Why You’ll Love This Recipe
I love this cheesecake because it’s no-bake, dairy-free, and full of deep chocolate flavor. The crispy rice cereal crust adds a perfect crunch, the creamy chocolate filling melts in my mouth, and the glossy ganache with sprinkles gives it that fun, cosmic brownie look. It’s a showstopper dessert that looks impressive but is easy to make.
Ingredients
(Note: All ingredient amounts are listed in the recipe card below.)
Crust
▢ 4 cups (100 g) crispy rice cereal
▢ 1/4 cup (25 g) cocoa powder
▢ 1/4 cup (80 g) maple syrup
▢ 1/3 cup (65 g) coconut oil, melted
▢ 1/4 tsp salt
Filling
▢ 16 oz (454 g) dairy-free cream cheese, softened
▢ 13.5 oz can (240 g) full-fat coconut milk
▢ 1 cup (240 g) semi-sweet chocolate chips, melted
▢ 8–10 (130–150 g) Medjool dates, pitted
▢ 2 tbsp (13 g) cocoa powder
▢ 1 tsp vanilla extract
▢ 1/4 tsp salt
Ganache
▢ 6 oz dairy-free chocolate
▢ 1/4 cup (60 g) full-fat coconut milk
▢ Sprinkles
Directions
- Make the crust: In a large mixing bowl, combine the crispy rice cereal, cocoa powder, and salt. Pour in the melted coconut oil and maple syrup, then mix until everything is evenly coated and the mixture sticks together when pressed.
- Press the crust mixture firmly into the bottom of a 9-inch springform pan lined with parchment paper. Use the back of a spoon or your hands to compact it well. Place it in the refrigerator while preparing the filling.

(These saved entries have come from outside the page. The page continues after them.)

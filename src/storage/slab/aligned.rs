//! Block-sized scratch buffers for direct I/O.
//!
//! `O_DIRECT` transfers need memory aligned to the device's logical sector
//! size. A `Vec<u8>` only guarantees byte alignment, so the block is
//! allocated with an explicit `Layout`.

use std::alloc::{self, Layout};
use std::ptr::NonNull;
use std::slice;

/// Memory alignment used for every direct transfer.
pub const DIRECT_IO_ALIGNMENT: usize = 4096;

/// Logical sector size block sizes must be a multiple of under direct I/O.
pub const SECTOR_SIZE: usize = 512;

/// Zeroed scratch buffer of exactly one block.
pub struct AlignedBlock {
    ptr: NonNull<u8>,
    len: usize,
    layout: Layout,
}

impl AlignedBlock {
    /// Allocate a zeroed block whose first byte is aligned to `align`.
    ///
    /// `align` is rounded up to a power of two; 0 or 1 means byte alignment.
    pub fn new(len: usize, align: usize) -> Self {
        let align = align.max(1).next_power_of_two();
        // Zero-sized layouts cannot be allocated
        let size = len.max(1);
        let layout = Layout::from_size_align(size, align)
            .unwrap_or_else(|_| panic!("block of {} bytes exceeds the address space", len));
        // SAFETY: `layout` has a non-zero size and a power-of-two alignment.
        let ptr = unsafe { alloc::alloc_zeroed(layout) };
        let ptr = NonNull::new(ptr).unwrap_or_else(|| alloc::handle_alloc_error(layout));
        Self { ptr, len, layout }
    }

    pub fn len(&self) -> usize {
        self.len
    }

    pub fn is_empty(&self) -> bool {
        self.len == 0
    }

    /// Alignment the block was allocated with
    pub fn align(&self) -> usize {
        self.layout.align()
    }

    pub fn as_slice(&self) -> &[u8] {
        // SAFETY: `ptr` points to at least `len` initialized bytes owned by
        // `self`; the slice borrows `self`.
        unsafe { slice::from_raw_parts(self.ptr.as_ptr(), self.len) }
    }

    pub fn as_mut_slice(&mut self) -> &mut [u8] {
        // SAFETY: as in `as_slice`, and `&mut self` makes the access unique.
        unsafe { slice::from_raw_parts_mut(self.ptr.as_ptr(), self.len) }
    }
}

impl Drop for AlignedBlock {
    fn drop(&mut self) {
        // SAFETY: `ptr` was allocated in `new` with exactly `layout`.
        unsafe { alloc::dealloc(self.ptr.as_ptr(), self.layout) };
    }
}

#[cfg(test)]
mod tests {
    use super::*;

    #[test]
    fn test_aligned_block_alignment() {
        let mut block = AlignedBlock::new(8192, DIRECT_IO_ALIGNMENT);
        assert_eq!(block.len(), 8192);
        assert_eq!(block.as_slice().as_ptr() as usize % DIRECT_IO_ALIGNMENT, 0);
        assert!(block.as_slice().iter().all(|&b| b == 0));

        block.as_mut_slice()[8191] = 0xFF;
        assert_eq!(block.as_slice()[8191], 0xFF);
    }

    #[test]
    fn test_every_allocation_is_aligned() {
        // Interleave sizes so the allocator hands out varied addresses
        let blocks: Vec<_> = (1..=32)
            .map(|i| AlignedBlock::new(i * SECTOR_SIZE + i, DIRECT_IO_ALIGNMENT))
            .collect();
        for block in &blocks {
            assert_eq!(block.as_slice().as_ptr() as usize % DIRECT_IO_ALIGNMENT, 0);
            assert_eq!(block.align(), DIRECT_IO_ALIGNMENT);
        }
    }

    #[test]
    fn test_aligned_block_odd_alignment_rounds_up() {
        let block = AlignedBlock::new(100, 3000);
        assert_eq!(block.align(), 4096);
        assert_eq!(block.as_slice().as_ptr() as usize % 4096, 0);
    }

    #[test]
    fn test_aligned_block_unaligned_request() {
        let block = AlignedBlock::new(100, 0);
        assert_eq!(block.len(), 100);
        assert_eq!(block.align(), 1);
        assert!(!block.is_empty());

        let empty = AlignedBlock::new(0, DIRECT_IO_ALIGNMENT);
        assert!(empty.is_empty());
        assert!(empty.as_slice().is_empty());
    }
}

- Prepare the filling: In a blender or food processor, combine the softened dairy-free cream cheese, coconut milk, melted chocolate chips, Medjool dates, cocoa powder, vanilla extract, and salt. Blend until completely smooth and creamy.
- Pour the filling over the chilled crust, smoothing the top with a spatula. Tap the pan lightly to remove any air bubbles.
- Cover and refrigerate for at least 6 hours or overnight until firm.
- Make the ganache: Heat the coconut milk in a small saucepan until just simmering. Pour it over the dairy-free chocolate and let it sit for 1–2 minutes, then stir until smooth and glossy.
- Pour the ganache over the chilled cheesecake and spread evenly. Add colorful sprinkles on top for that cosmic brownie vibe.
- Chill the cheesecake for another 30 minutes before slicing and serving.
Servings and Timing
This cheesecake makes about 10 to 12 slices.
Active prep time: ~30 minutes
Chilling time: 6–8 hours (or overnight)
Total time: about 7 to 8 hours including chilling
Storage/Reheating
I store this cheesecake in the refrigerator, covered, for up to 5 days. For longer storage, I freeze individual slices wrapped tightly for up to 1 month. To serve from frozen, I let it thaw in the fridge for several hours or overnight. Since it’s a no-bake cheesecake, there’s no reheating required—just serve chilled.
FAQs
Can I make this with regular cream cheese?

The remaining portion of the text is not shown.